In the age-group ≥75 years, lower HRs were found for both CHF and cerebrovascular diseases. The mortality is higher among elderly, both in general, and also due to competing factors such as for instance cancer and dementia. C-statistics analyses indicated that all results in those above 75 years of age should be interpreted with caution, as the diagnoses did not improve C-statistics beyond age in this group. However, as AF is associated with cardiovascular co-morbidities such as CHD, MI, CHF and cerebrovascular diseases [4–6], to a larger extent than among non-AF subjects, the effect of these co-morbidities could be of importance even among the oldest. In addition, cardiovascular risk factors are of importance for the development of both vascular dementia and Alzheimer’s disease [40].

To sum up, our study had an exclusive focus on AF patients treated in primary care examining how a comprehensive set of comorbidities and risk factors may affect the mortality in both women and men in all ages, which represents a novel contribution, where many new results emerged.

There are, however, several limitations of this study which must be kept in mind when interpreting the results. The study sample only included patients with AF registered in primary health care. In another study, it was found that 36% of all registered AF patients in Stockholm County did not have a registered diagnosis of AF in primary health care [2]. Silent AF is another problem and could represent up to 11% among patients with several risk factors [41]. All these mentioned factors could have affected the results and yielded discrepant findings. We did not have access to data on criteria for diagnosis of CHF or on type of CHF. Besides, no data on severity of CHF and CHD were available. Patients treated in primary care may have had less severe CHF than patients treated in hospital care, and/or, to a higher extent, a preserved ejection fraction. Moreover, AF could not be classified as paroxysmal, persistent or permanent.
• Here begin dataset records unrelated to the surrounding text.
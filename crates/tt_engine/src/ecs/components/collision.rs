//! Collision state and handler components

use std::collections::HashSet;
use std::fmt;

use crate::ecs::{Component, EntityId, World};

/// Collision state of one entity, updated by the collision system
///
/// `colliding_with` is the set found on the entity's last check. It is what
/// the next check compares against to find collisions that just started.
#[derive(Debug, Default, Clone, PartialEq, Eq)]
pub struct CollisionStateComponent {
    /// All entities we're currently colliding with
    pub colliding_with: HashSet<EntityId>,

    /// Entities we started colliding with this tick, in detection order
    pub collision_entered: Vec<EntityId>,
}

impl Component for CollisionStateComponent {}

impl CollisionStateComponent {
    /// Check if we're currently colliding with any entity
    pub fn is_colliding(&self) -> bool {
        !self.colliding_with.is_empty()
    }

    /// Check if we're colliding with a specific entity
    pub fn is_colliding_with(&self, entity: EntityId) -> bool {
        self.colliding_with.contains(&entity)
    }

    /// Check if we just started colliding with a specific entity this tick
    pub fn just_collided_with(&self, entity: EntityId) -> bool {
        self.collision_entered.contains(&entity)
    }

    /// Clear per-tick data (called by collision system at start of update)
    pub(crate) fn clear_tick_data(&mut self) {
        self.collision_entered.clear();
    }

    /// Drop a destroyed entity from the state
    pub(crate) fn forget(&mut self, entity: EntityId) {
        self.colliding_with.remove(&entity);
        self.collision_entered.retain(|e| *e != entity);
    }

    pub(crate) fn reset(&mut self) {
        self.colliding_with.clear();
        self.collision_entered.clear();
    }
}

/// Callback run when a collision starts: `(world, entity, other)`
pub type CollisionHandler = Box<dyn FnMut(&mut World, EntityId, EntityId) + Send + Sync>;

/// Reacts to collisions of its entity as they start
#[derive(Default)]
pub struct CollisionHandlerComponent {
    handler: Option<CollisionHandler>,
}

impl Component for CollisionHandlerComponent {}

impl fmt::Debug for CollisionHandlerComponent {
    fn fmt(&self, f: &mut fmt::Formatter<'_>) -> fmt::Result {
        f.debug_struct("CollisionHandlerComponent")
            .field("has_handler", &self.handler.is_some())
            .finish()
    }
}

impl CollisionHandlerComponent {
    /// Create a component running `handler` on every new collision
    pub fn new(handler: impl FnMut(&mut World, EntityId, EntityId) + Send + Sync + 'static) -> Self {
        Self {
            handler: Some(Box::new(handler)),
        }
    }

    pub(crate) fn take(&mut self) -> Option<CollisionHandler> {
        self.handler.take()
    }

    pub(crate) fn restore(&mut self, handler: CollisionHandler) {
        if self.handler.is_none() {
            self.handler = Some(handler);
        }
    }
}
Cardiomyopathy was not further specified regarding type. Additionally, we had no access to data on renal function. Anticoagulant treatment used during the time period included only warfarin, and as the rate of patients treated with anticoagulants has increased after the introduction of new oral anticoagulants (NOACs) [42], the results could have been different if performed after the introduction of the NOACs.

A major strength of this study was that we were able to link clinical data from individual patient records to data from national hospital patient data as well as highly complete demographic and socioeconomic registers (less than 1% of information missing). While many previous follow-up studies of AF have used only hospital data, the current study used data from primary care as well as hospitals, which may better reflect the risks associated with AF in the population. Moreover, randomized controlled trials often exclude individuals with co-morbidities, such as AF patients with concomitant diabetes and CHF. In the current study, we had the possibility to include these patients in the analyses, which means that the findings are more representative of the variety of patients encountered in clinical practice today. We also adjusted for socio-economic factors, i.e. educational level, marital status and neighbourhood socio-economic status, which are important risk factors for mortality.

In this clinical setting of AF patients in primary care, we found that CHF and cerebrovascular diseases were consistently associated with mortality in both women and men. The potential beneficial effect from antihypertensive drugs on preventing CHF and pre-term mortality needs to be further investigated in patients with AF.

Acknowledgements

We thank Patrick Reilly for language editing.

Disclosure statement

The authors report no conflicts of interest.

Additional information

Funding

This work was supported by ALF funding awarded to Jan Sundquist and Kristina Sundquist and by grants from the Swedish Research Council (awarded to Kristina Sundquist), the Swedish Council for Working Life and Social Research (Jan Sundquist), and the National Heart, Lung, and Blood Institute of the National Institutes of Health under Award Number R01HL116381 to Kristina Sundquist.